The smell of cookies baking can cause a lot of thoughts to run through your mind. If your housemate loves to bake, you might remember the last batch of cookies they made. If you already had cookies at lunch, you might be trying to justify eating fresh-baked cookies.

Let’s not forget this is your kitchen. Maybe you feel comforted by familiar smell of your housemate’s baking. Maybe you remember a really good batch of cookies, warm with melted chocolate. Or, if you were too eager for sweets, you might remember burning your tongue on a cookie that was too hot. All of these thoughts, memories, smells, and experiences are part of your cognitive process.

Writing this makes me think of the cookies my grandma made, a memory unique to me.

These personal memories and experience are also related to our bodies. We remember smell, taste, texture, sound, and sight. This body-memory is called embodied cognition.

Embodied cognition is at the crossroads of science and philosophy (not unlike Design). It’s a way of thinking about the mind that takes into account your unique language, senses, memory, brain chemistry, abilities, and experience. People who study embodied cognition believe that a person’s body is an instrument to help make sense of the world.

Media Determine Our Situation

How do you see the world? Do you notice when a movie is in High Definition? Does your phone automatically adjust it’s brightness when you go into a dark room? These are examples of the relationship between media and our senses.

Media and senses have been reciprocal for hundreds of years. The first well known example is linear perspective. Most students in the US education system learn to draw in linear perspective around 6th grade.

This day in art class is the result of early Renaissance artists working to translate the 3D world onto a 2D surface. The transformation of art, architecture, visual media, and design was forever altered at this invention. Humans had finally taught themselves to see the world in a mathematically accurate way.

This same transformation of human sense perception can be seen today in the invention of Apple’s responsive Retina Display, featuring “True Tone technology…[that] automatically adjusts to match the color temperature of the light around you — for a more natural viewing experience.”

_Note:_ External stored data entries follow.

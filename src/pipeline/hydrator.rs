//! Thumbnail hydration: fetch and attach a preview to an entry that
//! already sits in the result list. Entries are updated in place, so
//! completion order never affects list order.

use image::DynamicImage;
use tracing::{debug, warn};

use crate::api::client::parse_url;
use crate::error::PipelineError;
use crate::models::entry::ResultEntry;
use crate::models::session::{SearchSession, SessionId};
use crate::pipeline::{fetch_image, Completion, Dispatcher, Stage};

#[derive(Debug)]
pub enum HydrationOutcome {
    Stale,
    Updated,
    /// The entry already had a thumbnail; the new one was discarded.
    Unchanged,
    Failed(PipelineError),
}

/// Starts a thumbnail fetch for `entry`. No-op (`Ok(false)`) when the entry
/// already has a thumbnail, one is in flight, or it has no thumbnail url.
pub fn hydrate(session: SessionId, index: usize, entry: &mut ResultEntry, dispatch: &Dispatcher) -> Result<bool, PipelineError> {
    if entry.thumbnail.is_some() || entry.hydrating {
        return Ok(false);
    }
    let Some(raw) = entry.thumbnail_url.as_deref() else {
        return Ok(false);
    };
    let url = parse_url(raw)?;
    entry.hydrating = true;
    let fetcher = dispatch.fetcher();
    dispatch.spawn(
        Stage::Thumbnail,
        async move {
            let result = fetch_image(fetcher.as_ref(), &url).await;
            Completion::Thumbnail { session, index, result }
        },
        move |e| Completion::Thumbnail { session, index, result: Err(e) },
    );
    Ok(true)
}

pub fn apply_thumbnail(
    current: Option<&mut SearchSession>,
    session: SessionId,
    index: usize,
    result: Result<DynamicImage, PipelineError>,
) -> HydrationOutcome {
    let Some(entry) = current.filter(|s| s.id() == session).and_then(|s| s.entry_mut(index)) else {
        debug!(session = session.0, index, "dropping thumbnail for superseded session");
        return HydrationOutcome::Stale;
    };
    entry.hydrating = false;
    match result {
        Ok(_) if entry.thumbnail.is_some() => HydrationOutcome::Unchanged,
        Ok(image) => {
            entry.thumbnail = Some(image);
            HydrationOutcome::Updated
        }
        Err(e) => {
            warn!(session = session.0, index, "thumbnail hydration failed: {}", e);
            HydrationOutcome::Failed(e)
        }
    }
}
use image::DynamicImage;

use crate::models::page::RawResult;

/// One discovered image. Its identity is its index in the session's list.
#[derive(Debug, Clone, Default)]
pub struct ResultEntry {
    pub description: Option<String>,
    pub author: Option<String>,
    pub thumbnail_url: Option<String>,
    pub full_size_url: Option<String>,
    pub thumbnail: Option<DynamicImage>,
    pub selected: bool,
    pub(crate) hydrating: bool,
}

impl ResultEntry {
    /// A thumbnail fetch for this entry is in flight.
    pub fn is_hydrating(&self) -> bool {
        self.hydrating
    }

    pub fn can_save(&self) -> bool {
        self.full_size_url.is_some()
    }
}

impl From<RawResult> for ResultEntry {
    fn from(raw: RawResult) -> Self {
        let (full_size_url, thumbnail_url) = match raw.urls {
            Some(urls) => (urls.regular, urls.thumb),
            None => (None, None),
        };
        Self {
            description: raw.description,
            author: raw.user.and_then(|u| u.name),
            thumbnail_url,
            full_size_url,
            ..Self::default()
        }
    }
}
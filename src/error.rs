use thiserror::Error;

/// Transport-level failure on any fetch.
#[derive(Debug, Error)]
pub enum FetchError {
    #[error("invalid url {url}: {reason}")]
    InvalidUrl { url: String, reason: String },
    #[error("request to {url} failed: {source}")]
    Transport {
        url: String,
        #[source]
        source: reqwest::Error,
    },
    #[error("request to {url} returned HTTP {status}")]
    Status { url: String, status: u16 },
    #[error("{0}")]
    Unavailable(String),
}

#[derive(Debug, Error)]
pub enum StoreError {
    #[error("storage write failed: {0}")]
    Io(#[from] std::io::Error),
    #[error("image encode failed: {0}")]
    Encode(#[from] image::ImageError),
    #[error("storage task failed: {0}")]
    Task(String),
}

#[derive(Debug, Error)]
pub enum PipelineError {
    #[error(transparent)]
    Fetch(#[from] FetchError),
    #[error("malformed response body: {0}")]
    Parse(#[from] serde_json::Error),
    #[error("image decode failed: {0}")]
    Decode(#[from] image::ImageError),
    #[error(transparent)]
    Store(#[from] StoreError),
    #[error("background task failed: {0}")]
    Task(#[from] tokio::task::JoinError),
}

impl PipelineError {
    pub fn is_parse(&self) -> bool {
        matches!(self, PipelineError::Parse(_))
    }
}
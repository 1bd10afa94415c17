use std::collections::HashSet;
use std::path::{Path, PathBuf};

use async_trait::async_trait;
use image::{DynamicImage, ImageFormat};
use parking_lot::Mutex;
use reqwest::Url;
use tracing::{debug, warn};

use crate::error::StoreError;

/// Durable photo storage. `name` is a file stem without extension.
#[async_trait]
pub trait PhotoStore: Send + Sync {
    async fn write(&self, name: &str, image: DynamicImage) -> Result<PathBuf, StoreError>;
}

/// Writes JPEG files into one directory, created on first write.
pub struct DirectoryStore {
    root: PathBuf,
    claimed: Mutex<HashSet<PathBuf>>,
}

impl DirectoryStore {
    pub fn new(root: PathBuf) -> Self {
        Self { root, claimed: Mutex::new(HashSet::new()) }
    }

    pub fn root(&self) -> &Path {
        &self.root
    }

    // Concurrent saves may share a stem; each gets its own numbered path.
    // A path stays claimed only while its write is in flight.
    fn claim(&self, name: &str) -> PathBuf {
        let mut claimed = self.claimed.lock();
        let mut n = 0usize;
        loop {
            let file = if n == 0 { format!("{}.jpg", name) } else { format!("{}-{}.jpg", name, n) };
            let candidate = self.root.join(file);
            if !claimed.contains(&candidate) && !candidate.exists() {
                claimed.insert(candidate.clone());
                return candidate;
            }
            n += 1;
        }
    }
}

#[async_trait]
impl PhotoStore for DirectoryStore {
    async fn write(&self, name: &str, image: DynamicImage) -> Result<PathBuf, StoreError> {
        let path = self.claim(name);
        let dst = path.clone();
        let written = tokio::task::spawn_blocking(move || write_jpeg(&dst, &image)).await;
        // Once the file is on disk `exists()` guards the name.
        self.claimed.lock().remove(&path);
        written.map_err(|e| StoreError::Task(e.to_string()))??;
        debug!(path = %path.display(), "photo written");
        Ok(path)
    }
}

fn write_jpeg(dst: &Path, image: &DynamicImage) -> Result<(), StoreError> {
    if let Some(parent) = dst.parent() {
        std::fs::create_dir_all(parent)?;
    }
    let result = image.to_rgb8().save_with_format(dst, ImageFormat::Jpeg);

    // Clean up partial file on failure
    if let Err(e) = result {
        if dst.exists() {
            if let Err(rm_err) = std::fs::remove_file(dst) {
                warn!("Failed to clean up partial photo {:?} after write error: {}", dst, rm_err);
            }
        }
        return Err(e.into());
    }
    Ok(())
}

/// File stem for a saved image: the url's last path segment, decoded and
/// reduced to `[A-Za-z0-9_-]`, or `image-<index>` when nothing is left.
pub fn file_name_for(url: &Url, index: usize) -> String {
    let segment = url
        .path_segments()
        .and_then(|segments| segments.filter(|s| !s.is_empty()).last())
        .unwrap_or_default();
    let decoded = urlencoding::decode(segment)
        .map(|s| s.into_owned())
        .unwrap_or_else(|_| segment.to_string());
    let stem = match decoded.rsplit_once('.') {
        Some((stem, _)) if !stem.is_empty() => stem,
        _ => decoded.as_str(),
    };
    let cleaned: String = stem
        .chars()
        .map(|c| if c.is_ascii_alphanumeric() || c == '-' || c == '_' { c } else { '_' })
        .collect();
    let cleaned = cleaned.trim_matches('_');
    if cleaned.is_empty() {
        format!("image-{}", index)
    } else {
        cleaned.to_string()
    }
}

Media expands our ability to understand human senses. How do you think the new forms of media, like augmented reality, might affect our senses and embodied cognition?

Models, Metaphors, Militaries

“We knew nothing about our senses until media provided models and metaphors.” Friedrich Kittler said that in 1999 as part of his Optical Media lecture series. Kittler was a German media theorist who‘s work explores media, technology, and the military.

One of his most interesting ideas is that “media” is made up of many smaller inventions. These smaller inventions were, however, always created to meet military demands. Media is an assembly of military technology repackaged and adopted domestically.

“Technical innovations — following the model of military escalations — only refer and answer to each other…which is an overwhelming impact on sense and organs in general.”

These military inventions eventually became radio, television, the internet, and virtual reality. Kittler was concerned with how we would come to understand our senses if the media we use was created with military intent.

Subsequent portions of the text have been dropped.